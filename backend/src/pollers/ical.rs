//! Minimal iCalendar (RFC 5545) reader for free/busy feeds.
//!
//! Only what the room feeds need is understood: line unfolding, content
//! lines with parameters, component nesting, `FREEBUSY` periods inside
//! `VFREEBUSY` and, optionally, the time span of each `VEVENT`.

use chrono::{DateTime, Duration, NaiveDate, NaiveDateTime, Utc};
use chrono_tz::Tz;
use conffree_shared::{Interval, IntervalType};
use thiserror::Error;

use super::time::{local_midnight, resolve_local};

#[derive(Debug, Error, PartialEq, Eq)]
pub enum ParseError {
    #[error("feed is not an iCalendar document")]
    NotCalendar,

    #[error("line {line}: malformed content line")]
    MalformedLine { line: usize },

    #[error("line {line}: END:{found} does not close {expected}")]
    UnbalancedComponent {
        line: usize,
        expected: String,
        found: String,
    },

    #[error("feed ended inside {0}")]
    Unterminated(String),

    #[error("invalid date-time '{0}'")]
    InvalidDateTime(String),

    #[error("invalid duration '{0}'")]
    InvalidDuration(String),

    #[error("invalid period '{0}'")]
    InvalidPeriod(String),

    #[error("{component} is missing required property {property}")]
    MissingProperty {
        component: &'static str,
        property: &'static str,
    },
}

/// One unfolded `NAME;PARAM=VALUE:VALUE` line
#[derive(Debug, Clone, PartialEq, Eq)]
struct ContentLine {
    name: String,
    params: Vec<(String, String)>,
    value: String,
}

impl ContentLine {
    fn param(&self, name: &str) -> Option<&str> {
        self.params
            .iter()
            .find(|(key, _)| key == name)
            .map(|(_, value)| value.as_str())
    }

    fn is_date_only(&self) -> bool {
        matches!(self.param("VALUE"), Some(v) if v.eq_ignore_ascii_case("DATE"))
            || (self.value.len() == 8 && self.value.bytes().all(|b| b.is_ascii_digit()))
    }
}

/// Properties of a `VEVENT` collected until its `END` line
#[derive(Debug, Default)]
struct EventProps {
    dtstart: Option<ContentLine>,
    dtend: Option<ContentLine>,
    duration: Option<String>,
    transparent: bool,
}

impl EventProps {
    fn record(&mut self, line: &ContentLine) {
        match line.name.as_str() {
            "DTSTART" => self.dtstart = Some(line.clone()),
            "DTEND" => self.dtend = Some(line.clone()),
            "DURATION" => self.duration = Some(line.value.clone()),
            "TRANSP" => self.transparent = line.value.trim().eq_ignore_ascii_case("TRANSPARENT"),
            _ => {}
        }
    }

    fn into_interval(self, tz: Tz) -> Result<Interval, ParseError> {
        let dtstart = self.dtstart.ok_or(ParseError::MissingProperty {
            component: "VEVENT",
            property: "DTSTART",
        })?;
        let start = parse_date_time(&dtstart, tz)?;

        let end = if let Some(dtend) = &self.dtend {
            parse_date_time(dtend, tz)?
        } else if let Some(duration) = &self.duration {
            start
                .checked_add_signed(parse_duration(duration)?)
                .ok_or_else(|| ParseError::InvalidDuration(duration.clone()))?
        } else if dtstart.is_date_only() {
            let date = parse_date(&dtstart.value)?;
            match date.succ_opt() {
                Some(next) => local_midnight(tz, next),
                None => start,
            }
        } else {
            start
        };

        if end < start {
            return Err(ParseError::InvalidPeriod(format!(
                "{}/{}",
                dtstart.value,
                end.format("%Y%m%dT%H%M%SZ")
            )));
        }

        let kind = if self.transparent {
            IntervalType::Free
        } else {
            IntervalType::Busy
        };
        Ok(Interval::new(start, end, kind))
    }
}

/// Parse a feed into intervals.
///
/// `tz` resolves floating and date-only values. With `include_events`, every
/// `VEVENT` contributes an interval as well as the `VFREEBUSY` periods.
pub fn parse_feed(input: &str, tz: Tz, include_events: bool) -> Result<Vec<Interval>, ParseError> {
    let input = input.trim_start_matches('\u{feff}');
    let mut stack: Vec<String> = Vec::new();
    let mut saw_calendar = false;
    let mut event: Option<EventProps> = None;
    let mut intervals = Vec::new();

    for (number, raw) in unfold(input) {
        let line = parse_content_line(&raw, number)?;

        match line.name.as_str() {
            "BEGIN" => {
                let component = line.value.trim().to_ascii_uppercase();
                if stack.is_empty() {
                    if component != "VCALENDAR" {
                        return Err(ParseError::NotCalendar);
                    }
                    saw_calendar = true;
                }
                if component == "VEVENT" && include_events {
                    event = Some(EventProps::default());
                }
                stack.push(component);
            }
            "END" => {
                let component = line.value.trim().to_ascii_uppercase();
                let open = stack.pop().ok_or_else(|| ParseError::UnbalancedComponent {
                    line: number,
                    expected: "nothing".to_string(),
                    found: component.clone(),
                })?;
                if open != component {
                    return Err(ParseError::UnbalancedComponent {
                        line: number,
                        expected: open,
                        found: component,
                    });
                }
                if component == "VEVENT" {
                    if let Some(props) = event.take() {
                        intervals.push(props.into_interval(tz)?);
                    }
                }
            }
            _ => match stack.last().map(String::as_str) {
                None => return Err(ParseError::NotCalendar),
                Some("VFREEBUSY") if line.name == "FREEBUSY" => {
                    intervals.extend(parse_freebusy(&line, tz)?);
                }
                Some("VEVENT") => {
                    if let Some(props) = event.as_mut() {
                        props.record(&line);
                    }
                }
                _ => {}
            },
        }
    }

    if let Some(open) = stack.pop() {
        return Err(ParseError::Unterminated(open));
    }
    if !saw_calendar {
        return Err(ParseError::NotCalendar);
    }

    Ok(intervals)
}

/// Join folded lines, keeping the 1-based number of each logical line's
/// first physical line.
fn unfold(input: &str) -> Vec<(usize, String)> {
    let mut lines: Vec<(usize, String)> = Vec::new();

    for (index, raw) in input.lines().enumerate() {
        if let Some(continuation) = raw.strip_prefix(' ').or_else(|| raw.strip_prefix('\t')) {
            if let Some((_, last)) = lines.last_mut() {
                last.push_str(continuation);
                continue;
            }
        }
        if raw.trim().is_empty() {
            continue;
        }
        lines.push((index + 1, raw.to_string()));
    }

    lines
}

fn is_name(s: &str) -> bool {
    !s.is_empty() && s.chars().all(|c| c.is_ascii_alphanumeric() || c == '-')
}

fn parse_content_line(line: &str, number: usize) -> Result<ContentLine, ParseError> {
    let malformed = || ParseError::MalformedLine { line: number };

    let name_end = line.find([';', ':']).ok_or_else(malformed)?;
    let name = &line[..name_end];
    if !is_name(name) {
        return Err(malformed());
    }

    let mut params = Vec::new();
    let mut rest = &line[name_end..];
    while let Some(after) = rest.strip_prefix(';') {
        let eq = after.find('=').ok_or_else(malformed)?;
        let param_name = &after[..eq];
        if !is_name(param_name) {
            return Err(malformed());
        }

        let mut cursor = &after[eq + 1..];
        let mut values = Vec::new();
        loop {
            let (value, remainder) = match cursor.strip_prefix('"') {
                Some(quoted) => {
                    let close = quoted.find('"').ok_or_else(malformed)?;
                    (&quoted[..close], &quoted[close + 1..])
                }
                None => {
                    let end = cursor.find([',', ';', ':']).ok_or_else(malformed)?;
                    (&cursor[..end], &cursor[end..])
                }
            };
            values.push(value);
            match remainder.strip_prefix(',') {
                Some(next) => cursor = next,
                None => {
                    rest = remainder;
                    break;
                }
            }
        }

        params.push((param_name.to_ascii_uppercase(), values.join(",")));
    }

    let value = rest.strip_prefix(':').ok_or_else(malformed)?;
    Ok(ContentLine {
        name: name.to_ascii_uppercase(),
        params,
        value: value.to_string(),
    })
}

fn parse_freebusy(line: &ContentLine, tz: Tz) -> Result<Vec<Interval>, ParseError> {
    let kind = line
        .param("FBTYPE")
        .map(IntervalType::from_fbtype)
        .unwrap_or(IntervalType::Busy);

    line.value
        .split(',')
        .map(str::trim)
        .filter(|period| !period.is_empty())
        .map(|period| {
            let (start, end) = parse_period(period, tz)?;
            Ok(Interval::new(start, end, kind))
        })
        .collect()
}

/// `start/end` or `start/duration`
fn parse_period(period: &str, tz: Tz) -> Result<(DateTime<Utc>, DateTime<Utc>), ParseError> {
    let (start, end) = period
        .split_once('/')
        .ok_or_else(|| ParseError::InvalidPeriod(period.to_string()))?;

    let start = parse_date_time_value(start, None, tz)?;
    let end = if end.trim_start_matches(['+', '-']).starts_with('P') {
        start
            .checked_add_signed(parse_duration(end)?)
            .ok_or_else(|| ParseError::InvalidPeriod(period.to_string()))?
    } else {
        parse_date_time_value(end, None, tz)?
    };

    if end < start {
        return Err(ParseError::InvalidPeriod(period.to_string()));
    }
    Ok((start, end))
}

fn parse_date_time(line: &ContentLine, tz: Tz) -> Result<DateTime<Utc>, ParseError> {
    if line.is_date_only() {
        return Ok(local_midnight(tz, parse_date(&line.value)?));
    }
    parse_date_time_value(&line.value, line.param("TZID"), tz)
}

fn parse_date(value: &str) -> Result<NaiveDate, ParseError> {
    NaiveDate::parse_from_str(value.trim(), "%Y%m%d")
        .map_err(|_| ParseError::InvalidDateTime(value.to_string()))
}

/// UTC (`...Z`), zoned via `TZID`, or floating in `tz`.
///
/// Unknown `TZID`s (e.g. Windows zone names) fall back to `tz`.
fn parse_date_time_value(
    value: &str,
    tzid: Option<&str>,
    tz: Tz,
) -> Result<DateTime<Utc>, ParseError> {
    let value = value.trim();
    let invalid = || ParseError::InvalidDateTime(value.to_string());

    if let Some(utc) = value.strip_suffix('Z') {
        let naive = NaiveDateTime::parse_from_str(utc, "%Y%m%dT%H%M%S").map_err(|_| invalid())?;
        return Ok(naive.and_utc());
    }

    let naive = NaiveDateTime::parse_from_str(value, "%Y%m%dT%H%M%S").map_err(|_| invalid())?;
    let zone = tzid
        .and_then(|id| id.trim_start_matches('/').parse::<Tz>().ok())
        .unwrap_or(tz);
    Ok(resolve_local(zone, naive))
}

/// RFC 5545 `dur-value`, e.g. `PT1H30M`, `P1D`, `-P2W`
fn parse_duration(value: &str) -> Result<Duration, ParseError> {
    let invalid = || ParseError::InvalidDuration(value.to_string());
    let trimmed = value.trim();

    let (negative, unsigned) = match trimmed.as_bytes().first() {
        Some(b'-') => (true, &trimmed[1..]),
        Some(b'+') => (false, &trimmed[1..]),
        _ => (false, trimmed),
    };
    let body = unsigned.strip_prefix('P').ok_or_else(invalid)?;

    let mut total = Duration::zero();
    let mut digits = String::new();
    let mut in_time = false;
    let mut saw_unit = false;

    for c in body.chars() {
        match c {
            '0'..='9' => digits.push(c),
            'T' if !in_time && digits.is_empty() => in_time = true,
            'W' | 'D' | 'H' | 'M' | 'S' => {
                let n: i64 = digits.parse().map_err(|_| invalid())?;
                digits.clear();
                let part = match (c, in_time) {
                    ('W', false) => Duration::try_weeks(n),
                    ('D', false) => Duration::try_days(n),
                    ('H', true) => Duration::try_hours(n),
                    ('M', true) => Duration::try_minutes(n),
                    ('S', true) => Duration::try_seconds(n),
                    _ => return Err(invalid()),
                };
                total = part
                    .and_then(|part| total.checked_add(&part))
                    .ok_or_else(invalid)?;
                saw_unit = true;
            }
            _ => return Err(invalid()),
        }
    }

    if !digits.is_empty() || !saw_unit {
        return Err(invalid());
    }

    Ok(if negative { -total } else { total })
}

Activity ->
Tallying every line that holds the string "MissingProperty", report the total for the records and nothing else.

Your response ->
2